33. É linear que a norma colocada em crise detém um objectivo claro de garantir a eficácia da formação e a valorização profissional do estágio, estando em causa a boa formação profissional dos futuros Advogados, associadas à dignidade funcional e ao prestígio social da profissão de advogado e, concomitantemente, ao interesse público.
34. Como bem se sabe, em casos de colisões de direitos e de colisões entre direitos e bens públicos dignos de protecção jurídica poderá haver lugar a um sacrifício adequado e proporcional do direito para, deste modo, se salvaguardar o superior interesse público e genérico da sociedade. Este é, precisamente, o caso dos autos.
35. Atente-se no seguinte: «Há inúmeras situações em que essa consequência seria absurda ou totalmente injustificada à luz das razões substanciais que fundamentam as exigências de reserva de lei. É assim quando a intervenção restritiva, ainda que legalmente não prevista, tem um carácter de necessidade tão óbvia e pacífica que se pode inferir, com segurança, que o legislador teria habilitado a Administração a intervir com o sentido e alcance restritivos com que esta o faz caso tivesse previsto ou podido prever a ocorrência da colisão que a Administração procura resolver».
36. Aliás refira-se, tal actuação da Administração não é de todo desconhecida na RAEM, veja-se meramente a título exemplificativo, em virtude do combate à pandemia do Covid-19, as várias ordens executivas, avisos, regulamentos administrativos, etc. que encerram decisões que, salvo melhor apreciação, estando embora respaldados em geral pelo bem público defesa da saúde pública, não deixam de interferir restritivamente em vários direitos fundamentais e, ao que se saiba, ao menos em alguns desses casos, poderão não estar dotados de qualquer habilitação legal prévia exposta de um modo expresso e inequívoco.
37. Afirmou o douto Tribunal a quo, que a norma do RAA viola o direito fundamental de livre escolha da profissão consagrado na Lei Básica, no entanto, ressalvado o devido respeito, está igualmente equivocado, na medida em que tal direito fundamental não é, de todo, violado.
38. Ou seja, no caso em apreço, o que está em causa não é a liberdade de escolha de profissão em sentido nuclear, mais estrito e cuja dimensão se acha expressamente vertida na Lei Básica, mas, diferentemente, a liberdade de exercício da profissão, uma dimensão distinta, que goza de menor intensidade de protecção, e não está sequer, expressamente ali inscrita.

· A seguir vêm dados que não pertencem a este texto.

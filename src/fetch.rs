//! HTTP fetching with an on-disk page cache.
//!
//! Every fetched page lands in the cache directory as one JSON file, so
//! reruns and the offline `process` subcommand never touch the network
//! for pages already seen.

use std::path::{Path, PathBuf};
use std::time::Duration;

use anyhow::{Context, Result};
use chrono::Utc;
use serde::{Deserialize, Serialize};
use tracing::{debug, warn};

const MAX_RETRIES: u32 = 3;
const BASE_BACKOFF_MS: u64 = 2000;
const REQUEST_TIMEOUT_SECS: u64 = 30;
const USER_AGENT: &str = concat!("disaster_scraper/", env!("CARGO_PKG_VERSION"));

/// One cached page: the URL, when it was fetched, and the raw body.
#[derive(Debug, Serialize, Deserialize)]
pub struct CacheEntry {
    pub url: String,
    pub fetched_at: i64,
    pub body: String,
}

pub struct Fetcher {
    client: reqwest::Client,
    cache_dir: PathBuf,
    ttl_secs: i64,
}

impl Fetcher {
    pub fn new(cache_dir: impl Into<PathBuf>, ttl_secs: i64) -> Result<Self> {
        let cache_dir = cache_dir.into();
        std::fs::create_dir_all(&cache_dir)
            .with_context(|| format!("creating cache dir {}", cache_dir.display()))?;
        let client = reqwest::Client::builder()
            .user_agent(USER_AGENT)
            .timeout(Duration::from_secs(REQUEST_TIMEOUT_SECS))
            .build()
            .context("building HTTP client")?;
        Ok(Fetcher {
            client,
            cache_dir,
            ttl_secs,
        })
    }

    /// Fetch a page body, preferring a fresh cache entry over the
    /// network. A live fetch rewrites the cache entry.
    pub async fn get(&self, url: &str) -> Result<String> {
        if let Some(entry) = self.read_cache(url) {
            if is_fresh(&entry, Utc::now().timestamp(), self.ttl_secs) {
                debug!(url, "cache hit");
                return Ok(entry.body);
            }
        }

        let body = self.fetch_with_retry(url).await?;
        self.write_cache(url, &body)?;
        Ok(body)
    }

    async fn fetch_with_retry(&self, url: &str) -> Result<String> {
        for attempt in 0..=MAX_RETRIES {
            match self.fetch_once(url).await {
                Ok(body) => return Ok(body),
                Err(FetchError::Retryable(status)) if attempt < MAX_RETRIES => {
                    let backoff = Duration::from_millis(BASE_BACKOFF_MS * 2u64.pow(attempt));
                    warn!(
                        "{} on {} (attempt {}/{}), backing off {:.1}s",
                        status,
                        url,
                        attempt + 1,
                        MAX_RETRIES,
                        backoff.as_secs_f64()
                    );
                    tokio::time::sleep(backoff).await;
                }
                Err(FetchError::Retryable(status)) => {
                    anyhow::bail!("{url}: still {status} after {MAX_RETRIES} retries")
                }
                Err(FetchError::Fatal(e)) => return Err(e),
            }
        }
        unreachable!("retry loop always returns")
    }

    async fn fetch_once(&self, url: &str) -> std::result::Result<String, FetchError> {
        let response = self
            .client
            .get(url)
            .send()
            .await
            .map_err(|e| FetchError::Fatal(e.into()))?;
        let status = response.status();
        if status.as_u16() == 429 || status.is_server_error() {
            return Err(FetchError::Retryable(status));
        }
        if !status.is_success() {
            return Err(FetchError::Fatal(anyhow::anyhow!("{url}: HTTP {status}")));
        }
        response.text().await.map_err(|e| FetchError::Fatal(e.into()))
    }

    fn cache_path(&self, url: &str) -> PathBuf {
        self.cache_dir.join(format!("{}.json", sanitize_url(url)))
    }

    fn read_cache(&self, url: &str) -> Option<CacheEntry> {
        let raw = std::fs::read_to_string(self.cache_path(url)).ok()?;
        match serde_json::from_str(&raw) {
            Ok(entry) => Some(entry),
            Err(e) => {
                warn!(url, "discarding unreadable cache entry: {e}");
                None
            }
        }
    }

    fn write_cache(&self, url: &str, body: &str) -> Result<()> {
        let entry = CacheEntry {
            url: url.to_string(),
            fetched_at: Utc::now().timestamp(),
            body: body.to_string(),
        };
        let path = self.cache_path(url);
        std::fs::write(&path, serde_json::to_string(&entry)?)
            .with_context(|| format!("writing cache entry {}", path.display()))?;
        Ok(())
    }
}

enum FetchError {
    Retryable(reqwest::StatusCode),
    Fatal(anyhow::Error),
}

fn is_fresh(entry: &CacheEntry, now: i64, ttl_secs: i64) -> bool {
    now - entry.fetched_at < ttl_secs
}

/// Flatten a URL into a filesystem-safe cache file stem.
fn sanitize_url(url: &str) -> String {
    url.trim_start_matches("https://")
        .trim_start_matches("http://")
        .chars()
        .map(|c| if c.is_ascii_alphanumeric() { c } else { '_' })
        .collect()
}

/// Read every entry in a cache directory, for offline reprocessing.
pub fn read_all_entries(cache_dir: &Path) -> Result<Vec<CacheEntry>> {
    let mut entries = Vec::new();
    for dirent in std::fs::read_dir(cache_dir)
        .with_context(|| format!("reading cache dir {}", cache_dir.display()))?
    {
        let path = dirent?.path();
        if path.extension().is_none_or(|ext| ext != "json") {
            continue;
        }
        let raw = std::fs::read_to_string(&path)?;
        match serde_json::from_str(&raw) {
            Ok(entry) => entries.push(entry),
            Err(e) => warn!("skipping {}: {e}", path.display()),
        }
    }
    Ok(entries)
}

#[cfg(test)]
mod tests {
    use super::*;

    #[test]
    fn freshness_window() {
        let entry = CacheEntry {
            url: "https://en.wikipedia.org/wiki/X".into(),
            fetched_at: 1000,
            body: String::new(),
        };
        assert!(is_fresh(&entry, 1500, 600));
        assert!(!is_fresh(&entry, 1700, 600));
        assert!(!is_fresh(&entry, 1600, 600));
    }

    #[test]
    fn sanitized_stems_are_flat() {
        let stem = sanitize_url("https://en.wikipedia.org/wiki/List_of_disasters");
        assert!(!stem.contains('/'));
        assert!(!stem.contains(':'));
        assert!(stem.starts_with("en_wikipedia_org"));
    }

    #[test]
    fn cache_round_trip() {
        let dir = std::env::temp_dir().join("disaster_scraper_cache_test");
        let _ = std::fs::remove_dir_all(&dir);
        let fetcher = Fetcher::new(&dir, 3600).unwrap();
        fetcher.write_cache("https://en.wikipedia.org/wiki/X", "<html>x</html>").unwrap();
        let entry = fetcher.read_cache("https://en.wikipedia.org/wiki/X").unwrap();
        assert_eq!(entry.body, "<html>x</html>");
        let all = read_all_entries(&dir).unwrap();
        assert_eq!(all.len(), 1);
        std::fs::remove_dir_all(&dir).unwrap();
    }
}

39. Isto é, o exercício de uma profissão ou actividade profissional regulamentada pode, naturalmente, estar sujeito à verificação de alguns requisitos profissionais, que devem estar definidos em legislação sectorial, designadamente: incompatibilidades ou impedimentos; sigilo profissional; regras deontológicas ou técnicas; verificação periódica de conhecimentos, capacidades ou aptidões, etc.
40. Tal como acontece com a Advocacia, nem todos os Residentes, mesmo que licenciados nas áreas específicas, podem exercer a profissão de Médico, Enfermeiro, Farmacêutico, Engenheiro, Arquitecto ou Juiz, pois o acesso a todas estas profissões está, naturalmente e por razões de ordem e interesse público, condicionado à satisfação de requisitos adicionais para além da obtenção de um grau académico.
41. De outra banda, o que sucede in casu, é meramente, um postergar de um dado índice de acesso. Está em causa uma suspensão, por tempo curto e determinado e que mais não faz do que, no fundo, transferir um ónus para o interessado - vir mais bem preparado tecnicamente com vista a poder, finalmente, ao cabo de três tentativas goradas, passar os exames. Suspende-se por forma a habilitar o candidato um período de estudo mais dedicado e concentrado.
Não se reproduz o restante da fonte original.